#### PROVIDED DATA:
__________

//! Table schema handle.
//!
//! A [`Schema`] is the per-table work surface: it owns the table's field
//! definitions and a shared engine connection, and exposes the CRUD
//! operations as simple calls. Write operations report plain success flags;
//! reads and raw statements return the full normalized outcome so row data
//! stays reachable.

use std::sync::Arc;

use crate::engine::EngineConnection;
use crate::outcome::StatementOutcome;
use crate::row::Value;
use crate::sql::{Conflict, Field, OrderBy, QueryBuilder, RowData, WhereClause};

/// A handle to one table on an opened database.
#[derive(Clone)]
pub struct Schema {
    name: String,
    connection: Arc<dyn EngineConnection>,
    fields: Vec<Field>,
    create_manually: bool,
}

impl std::fmt::Debug for Schema {
    fn fmt(&self, f: &mut std::fmt::Formatter<'_>) -> std::fmt::Result {
        f.debug_struct("Schema")
            .field("name", &self.name)
            .field("fields", &self.fields.len())
            .field("create_manually", &self.create_manually)
            .finish()
    }
}

impl Schema {
    pub(crate) fn new(
        name: impl Into<String>,
        connection: Arc<dyn EngineConnection>,
        fields: Vec<Field>,
        create_manually: bool,
    ) -> Self {
        Self {
            name: name.into(),
            connection,
            fields,
            create_manually,
        }
    }

    pub fn name(&self) -> &str {
        &self.name
    }

    pub fn fields(&self) -> &[Field] {
        &self.fields
    }

    fn builder(&self) -> QueryBuilder {
        QueryBuilder::new(&self.name)
    }

    /// Ensure the table exists.
    ///
    /// Issues `CREATE TABLE IF NOT EXISTS` from the field definitions, so
    /// calling it on an existing table succeeds. With manual creation the
    /// statement is skipped and a no-op outcome is returned.
    pub async fn init(&self) -> StatementOutcome {
        if self.create_manually {
            return StatementOutcome::skipped();
        }
        let sql = self.builder().create_table(&self.fields, true, false);
        self.connection.execute(&sql, &[]).await
    }

    /// Run a raw statement against this schema's connection.
    pub async fn execute(&self, sql: &str, bindings: &[Value]) -> StatementOutcome {
        self.connection.execute(sql, bindings).await
    }

    /// Read rows. An empty column list selects `*`.
    ///
    /// Returns the full outcome so callers can walk the snapshot with
    /// [`StatementOutcome::item`] and [`StatementOutcome::each`], or inspect
    /// the error on failure.
    pub async fn select(
        &self,
        columns: &[&str],
        filter: Option<&WhereClause>,
        limit: Option<u64>,
        order: Option<&OrderBy>,
    ) -> StatementOutcome {
        let sql = self.builder().select(columns, filter, limit, order);
        self.connection.execute(&sql, &[]).await
    }

    /// Insert one row. Returns whether the statement succeeded.
    pub async fn insert(&self, data: &RowData, on_conflict: Option<Conflict>) -> bool {
        let sql = self.builder().insert(data, on_conflict);
        let outcome = self.connection.execute(&sql, &[]).await;
        if let Some(error) = outcome.error() {
            tracing::warn!("insert into {} failed: {}", self.name, error);
        }
        outcome.success()
    }

    /// Update matching rows. Returns whether the statement succeeded.
    pub async fn update(
        &self,
        data: &RowData,
        filter: Option<&WhereClause>,
        on_conflict: Option<Conflict>,
    ) -> bool {
        let sql = self.builder().update(data, filter, on_conflict);
        let outcome = self.connection.execute(&sql, &[]).await;
        if let Some(error) = outcome.error() {
            tracing::warn!("update of {} failed: {}", self.name, error);
        }
        outcome.success()
    }

    /// Delete matching rows; no filter deletes everything. Returns whether
    /// the statement succeeded.
    pub async fn remove(&self, filter: Option<&WhereClause>) -> bool {
        let sql = self.builder().remove(filter);
        let outcome = self.connection.execute(&sql, &[]).await;
        if let Some(error) = outcome.error() {
            tracing::warn!("delete from {} failed: {}", self.name, error);
        }
        outcome.success()
    }

    /// Count matching rows, or -1 when the query fails.
    pub async fn count(&self, filter: Option<&WhereClause>) -> i64 {
        let sql = self.builder().count("*", filter);
        let outcome = self.connection.execute(&sql, &[]).await;
        if !outcome.success() {
            return -1;
        }
        outcome
            .rows()
            .ok()
            .and_then(|rows| rows.item(0))
            .and_then(|row| row.get(0))
            .and_then(Value::as_i64)
            .unwrap_or(-1)
    }

    /// Drop the table if it exists. Returns whether the statement succeeded.
    pub async fn drop_table(&self) -> bool {
        let sql = self.builder().drop_table(true);
        let outcome = self.connection.execute(&sql, &[]).await;
        if let Some(error) = outcome.error() {
            tracing::warn!("drop of {} failed: {}", self.name, error);
        }
        outcome.success()
    }
}

#[cfg(test)]
mod tests {
    use super::*;
    use crate::database::Database;
    use crate::sql::FieldType;
    use crate::types::{DatabaseConfig, EngineKind};

    fn note_fields() -> Vec<Field> {
        vec![
            Field::new("id", FieldType::Integer).primary_key(),
            Field::new("text", FieldType::Text).not_null(),
        ]
    }

    async fn open_db(kind: EngineKind, dir: &tempfile::TempDir) -> Database {
        let config = DatabaseConfig::new("notes")
            .with_kind(kind)
            .with_data_dir(dir.path());
        Database::with_config(config).await.unwrap()
    }

    async fn exercise_crud(db: &Database) {
        let items = db.schema("items", note_fields(), false);

        let outcome = items.init().await;
        assert!(outcome.success(), "init failed: {:?}", outcome.error());
        // init is idempotent
        assert!(items.init().await.success());

        let row: RowData = vec![
            ("id".to_string(), Value::Int64(1)),
            ("text".to_string(), Value::Text("first note".to_string())),
        ];
        assert!(items.insert(&row, None).await);
        assert_eq!(items.count(None).await, 1);

        let outcome = items
            .select(&["id", "text"], Some(&WhereClause::eq("id", 1)), None, None)
            .await;
        assert!(outcome.success());
        assert_eq!(outcome.row_count(), 1);
        assert_eq!(
            outcome.rows().unwrap().value(0, "text"),
            Some(&Value::Text("first note".to_string()))
        );

        let update: RowData = vec![("text".to_string(), Value::Text("edited".to_string()))];
        assert!(items.update(&update, Some(&WhereClause::eq("id", 1)), None).await);
        let outcome = items.select(&["text"], None, None, None).await;
        assert_eq!(
            outcome.rows().unwrap().value(0, "text"),
            Some(&Value::Text("edited".to_string()))
        );

        assert!(items.remove(Some(&WhereClause::eq("id", 1))).await);
        assert_eq!(items.count(None).await, 0);

        assert!(items.drop_table().await);
        // dropping a missing table still succeeds (IF EXISTS)
        assert!(items.drop_table().await);

        // the table is gone, so counting reports failure
        assert_eq!(items.count(None).await, -1);
    }

    #[test]
    fn test_crud_lifecycle_sqlite() {
        smol::block_on(async {
            let dir = tempfile::tempdir().unwrap();
            let db = open_db(EngineKind::Sqlite, &dir).await;
            exercise_crud(&db).await;
        });
    }

    #[test]
    fn test_crud_lifecycle_duckdb() {
        smol::block_on(async {
            let dir = tempfile::tempdir().unwrap();
            let db = open_db(EngineKind::DuckDb, &dir).await;
            exercise_crud(&db).await;
        });
    }

    #[test]
    fn test_manual_creation_skips_ddl() {
        smol::block_on(async {
            let dir = tempfile::tempdir().unwrap();
            let db = open_db(EngineKind::Sqlite, &dir).await;
            let items = db.schema("manual_items", note_fields(), true);

            let outcome = items.init().await;
            assert!(outcome.success());
            assert!(outcome.sql().is_empty());

            // no table was created
            assert_eq!(items.count(None).await, -1);

            let ddl = items.execute(
                "CREATE TABLE manual_items (id INTEGER PRIMARY KEY, text TEXT NOT NULL)",
                &[],
            );
            assert!(ddl.await.success());
            assert_eq!(items.count(None).await, 0);
        });
    }

    #[test]
    fn test_ordered_and_limited_select() {
        smol::block_on(async {
            let dir = tempfile::tempdir().unwrap();
            let db = open_db(EngineKind::Sqlite, &dir).await;
            let items = db.schema("ranked", note_fields(), false);
            assert!(items.init().await.success());

            for (id, text) in [(1, "low"), (2, "mid"), (3, "high")] {
                let row: RowData = vec![
                    ("id".to_string(), Value::Int64(id)),
                    ("text".to_string(), Value::Text(text.to_string())),
                ];
                assert!(items.insert(&row, None).await);
            }

            let outcome = items
                .select(&[], None, Some(2), Some(&OrderBy::desc("id")))
                .await;
            assert!(outcome.success());
            let rows = outcome.rows().unwrap();
            assert_eq!(rows.len(), 2);
            assert_eq!(rows.value(0, "id"), Some(&Value::Int64(3)));
            assert_eq!(rows.value(1, "id"), Some(&Value::Int64(2)));
        });
    }

    #[test]
    fn test_insert_conflict_policy() {
        smol::block_on(async {
            let dir = tempfile::tempdir().unwrap();
            let db = open_db(EngineKind::Sqlite, &dir).await;
            let items = db.schema("unique_items", note_fields(), false);
            assert!(items.init().await.success());

            let row: RowData = vec![
                ("id".to_string(), Value::Int64(1)),
                ("text".to_string(), Value::Text("a".to_string())),
            ];
            assert!(items.insert(&row, None).await);
            // duplicate primary key: plain insert fails, OR IGNORE succeeds
            assert!(!items.insert(&row, None).await);
            assert!(items.insert(&row, Some(Conflict::Ignore)).await);
            assert_eq!(items.count(None).await, 1);
        });
    }
}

__________

#### WHAT IS EXPECTED:
Apply a filter for "StatementOutcome" to the data above, then copy each line that matches.

#### ANSWER SPACE:
use crate::outcome::StatementOutcome;
    pub async fn init(&self) -> StatementOutcome {
            return StatementOutcome::skipped();
    pub async fn execute(&self, sql: &str, bindings: &[Value]) -> StatementOutcome {
    /// [`StatementOutcome::item`] and [`StatementOutcome::each`], or inspect
    ) -> StatementOutcome {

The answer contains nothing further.